Ne deriva, dunque che, avendo escluso dal trasferimento dei dati negli USA tutto ciò che rientra nell’operatività SEPA, l’accordo viene sensibilmente ‘svuotato’, in quanto, a tendere, esso coprirà soltanto le transazioni bancarie originate in Europa, ma espresse in divisa diversa dall’euro (ad es. in dollari, franchi svizzeri, yen, yuan, ecc.) oppure espresse in euro ma indirizzate verso Paesi terzi. Detto in altri termini il Parlamento ha voluto ‘blindare’ ed escludere dall’accordo con gli USA tutta l’operatività bancaria relativa al mercato domestico interno (cioè, transazioni in euro tra residenti europei), una quota che corrisponde ad almeno il 95% circa della totalità delle transazioni bancarie nel territorio dell’Eurozona.

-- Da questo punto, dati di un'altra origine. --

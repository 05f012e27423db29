//! Domain types for the bilingual SDG knowledge base.

use serde::{Deserialize, Serialize};

/// The two languages the knowledge base carries.
#[derive(Debug, Clone, Copy, PartialEq, Eq, Serialize, Deserialize)]
pub enum Language {
    English,
    French,
}

impl Language {
    /// Dataset key for this language ("en" / "fr").
    pub fn key(self) -> &'static str {
        match self {
            Language::English => "en",
            Language::French => "fr",
        }
    }

    pub fn other(self) -> Language {
        match self {
            Language::English => Language::French,
            Language::French => Language::English,
        }
    }

    /// Accepts "en", "fr", "english", "français"/"francais" (any case).
    pub fn parse(s: &str) -> Option<Language> {
        match s.trim().to_lowercase().as_str() {
            "en" | "english" => Some(Language::English),
            "fr" | "french" | "français" | "francais" => Some(Language::French),
            _ => None,
        }
    }
}

/// A text field available in up to two languages.
///
/// Resolution order is: requested language, then the other language.
/// This replaces the "string or dict" shape-sniffing of ad-hoc JSON.
#[derive(Debug, Clone, Default, PartialEq, Serialize, Deserialize)]
pub struct BilingualText {
    #[serde(default, skip_serializing_if = "Option::is_none")]
    pub en: Option<String>,
    #[serde(default, skip_serializing_if = "Option::is_none")]
    pub fr: Option<String>,
}

impl BilingualText {
    pub fn new(en: impl Into<String>, fr: impl Into<String>) -> Self {
        Self { en: Some(en.into()), fr: Some(fr.into()) }
    }

    fn get(&self, lang: Language) -> Option<&str> {
        match lang {
            Language::English => self.en.as_deref(),
            Language::French => self.fr.as_deref(),
        }
    }

    /// Requested language first, the other language as fallback.
    pub fn resolve(&self, lang: Language) -> Option<&str> {
        self.get(lang).or_else(|| self.get(lang.other()))
    }

    /// All available variants joined, for indexing and embedding.
    pub fn flatten(&self) -> String {
        let mut parts = Vec::new();
        if let Some(en) = self.en.as_deref() { parts.push(en); }
        if let Some(fr) = self.fr.as_deref() { parts.push(fr); }
        parts.join(" / ")
    }

    pub fn is_empty(&self) -> bool {
        self.en.is_none() && self.fr.is_none()
    }
}

/// Per-language word lists (keywords, actions).
#[derive(Debug, Clone, Default, PartialEq, Serialize, Deserialize)]
pub struct BilingualList {
    #[serde(default)]
    pub en: Vec<String>,
    #[serde(default)]
    pub fr: Vec<String>,
}

impl BilingualList {
    pub fn for_lang(&self, lang: Language) -> &[String] {
        match lang {
            Language::English => &self.en,
            Language::French => &self.fr,
        }
    }

    pub fn flatten(&self) -> Vec<&str> {
        self.en.iter().chain(self.fr.iter()).map(String::as_str).collect()
    }

    pub fn is_empty(&self) -> bool {
        self.en.is_empty() && self.fr.is_empty()
    }
}

/// One target (sub-goal) of a topic entry.
#[derive(Debug, Clone, PartialEq, Serialize, Deserialize)]
pub struct Target {
    pub code: String,
    #[serde(default)]
    pub description: BilingualText,
}

/// One Sustainable Development Goal record.
#[derive(Debug, Clone, PartialEq, Serialize, Deserialize)]
pub struct TopicEntry {
    pub id: u32,
    pub title: BilingualText,
    #[serde(default)]
    pub description: BilingualText,
    #[serde(default, skip_serializing_if = "Option::is_none")]
    pub statistics: Option<BilingualText>,
    #[serde(default)]
    pub keywords: BilingualList,
    #[serde(default)]
    pub targets: Vec<Target>,
    #[serde(default)]
    pub actions: BilingualList,
    #[serde(default)]
    pub related: Vec<u32>,
}

fn default_category() -> String {
    "general".to_string()
}

/// One bilingual question/answer record, independent of any topic.
#[derive(Debug, Clone, PartialEq, Serialize, Deserialize)]
pub struct FaqEntry {
    pub question: BilingualText,
    pub answer: BilingualText,
    #[serde(default)]
    pub keywords: BilingualList,
    #[serde(default = "default_category")]
    pub category: String,
}

/// The loaded knowledge base. Immutable after load.
#[derive(Debug, Clone, Default, PartialEq, Serialize, Deserialize)]
pub struct Dataset {
    #[serde(default)]
    pub topics: Vec<TopicEntry>,
    #[serde(default)]
    pub faq: Vec<FaqEntry>,
}

impl Dataset {
    pub fn is_empty(&self) -> bool {
        self.topics.is_empty() && self.faq.is_empty()
    }

    pub fn topic_by_id(&self, id: u32) -> Option<&TopicEntry> {
        self.topics.iter().find(|t| t.id == id)
    }

    /// Deterministic fingerprint used to version every derived artifact.
    ///
    /// Struct field order is fixed by serde, so the serialization (and the
    /// hash) is stable across runs for equal data.
    pub fn content_hash(&self) -> String {
        let bytes = serde_json::to_vec(self).unwrap_or_default();
        blake3::hash(&bytes).to_hex().to_string()
    }
}

/// Pointer from a derived document back to its originating entry.
#[derive(Debug, Clone, Copy, PartialEq, Eq, Serialize, Deserialize)]
pub enum DocRef {
    Topic(u32),
    Faq(usize),
}

/// Flattened searchable text plus its origin, one per indexed entry.
#[derive(Debug, Clone, Serialize, Deserialize)]
pub struct LexicalDocument {
    pub doc_ref: DocRef,
    pub text: String,
}

/// Precomputed dense vectors, one row per topic entry, parallel-indexed
/// with `documents`.
#[derive(Debug, Clone, Default, Serialize, Deserialize)]
pub struct EmbeddingTable {
    pub documents: Vec<String>,
    pub vectors: Vec<Vec<f32>>,
}

impl EmbeddingTable {
    pub fn len(&self) -> usize {
        self.vectors.len()
    }

    pub fn is_empty(&self) -> bool {
        self.vectors.is_empty()
    }

    pub fn is_consistent(&self) -> bool {
        self.documents.len() == self.vectors.len()
    }
}

/// Outcome of a lookup: one entry, or an explicit no-data / no-match marker.
#[derive(Debug, Clone, PartialEq)]
pub enum MatchResult {
    Topic(TopicEntry),
    Faq(FaqEntry),
    NoData,
    NoMatch,
}

#[cfg(test)]
mod tests {
    use super::*;

    #[test]
    fn language_parse_accepts_both_forms() {
        assert_eq!(Language::parse("English"), Some(Language::English));
        assert_eq!(Language::parse("Français"), Some(Language::French));
        assert_eq!(Language::parse("fr"), Some(Language::French));
        assert_eq!(Language::parse("de"), None);
    }

    #[test]
    fn bilingual_resolve_falls_back_to_other_language() {
        let t = BilingualText { en: None, fr: Some("Pas de pauvreté".into()) };
        assert_eq!(t.resolve(Language::English), Some("Pas de pauvreté"));
        assert_eq!(t.resolve(Language::French), Some("Pas de pauvreté"));

        let both = BilingualText::new("No Poverty", "Pas de pauvreté");
        assert_eq!(both.resolve(Language::English), Some("No Poverty"));
        assert_eq!(both.resolve(Language::French), Some("Pas de pauvreté"));
    }

    #[test]
    fn content_hash_is_stable_and_sensitive() {
        let mut a = Dataset::default();
        a.topics.push(TopicEntry {
            id: 1,
            title: BilingualText::new("No Poverty", "Pas de pauvreté"),
            description: BilingualText::default(),
            statistics: None,
            keywords: BilingualList::default(),
            targets: vec![],
            actions: BilingualList::default(),
            related: vec![],
        });
        let b = a.clone();
        assert_eq!(a.content_hash(), b.content_hash());

        a.topics[0].id = 2;
        assert_ne!(a.content_hash(), b.content_hash());
    }
}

Che conclusioni possiamo trarne?

Sul piano strategico l’Unione, priva di un governo federale, non era in grado di opporre una diversa linea di condotta per la lotta al terrorismo, quindi non poteva negare all’infinito una richiesta di collaborazione nel campo della investigazione dei dati finanziari. Sul piano del merito dell’accordo resta qualche ombra (l’Europol non è un organo giudiziario, ma amministrativo, quindi potrà essere influenzato politicamente), ma comunque è stato messo in opera un sistema di garanzie per il cittadino per nulla trascurabile. Sul piano negoziale il Parlamento ha giocato un ruolo d’avanguardia. Ha dettato l’agenda al Consiglio ed alla Commissione, stabilendo linea di marcia e confini invalicabili, e sfruttando la circostanza per affermare una crescita di potere per l’Unione, attraverso la creazione di una struttura analoga al TFTP americano. Inoltre, ‘blindando’ il mercato unico dei pagamenti, ha affermato una sorta di dottrina Monroe in questo campo (L’Europa agli europei).

Di fronte all’originaria arrendevolezza del Consiglio (e dei governi nazionali) ha prima puntato i piedi bocciando il primo accordo (febbraio) per poi prender l’iniziativa e dettare i termini del nuovo accordo (giugno). Ha difeso la dignità europea e sostanzialmente garantito la privacy dei cittadini europei. E’ dalla comunità di intenti e di valori tra Parlamento e cittadini che può crescere ed affermarsi, attraverso le crisi, un potere federale.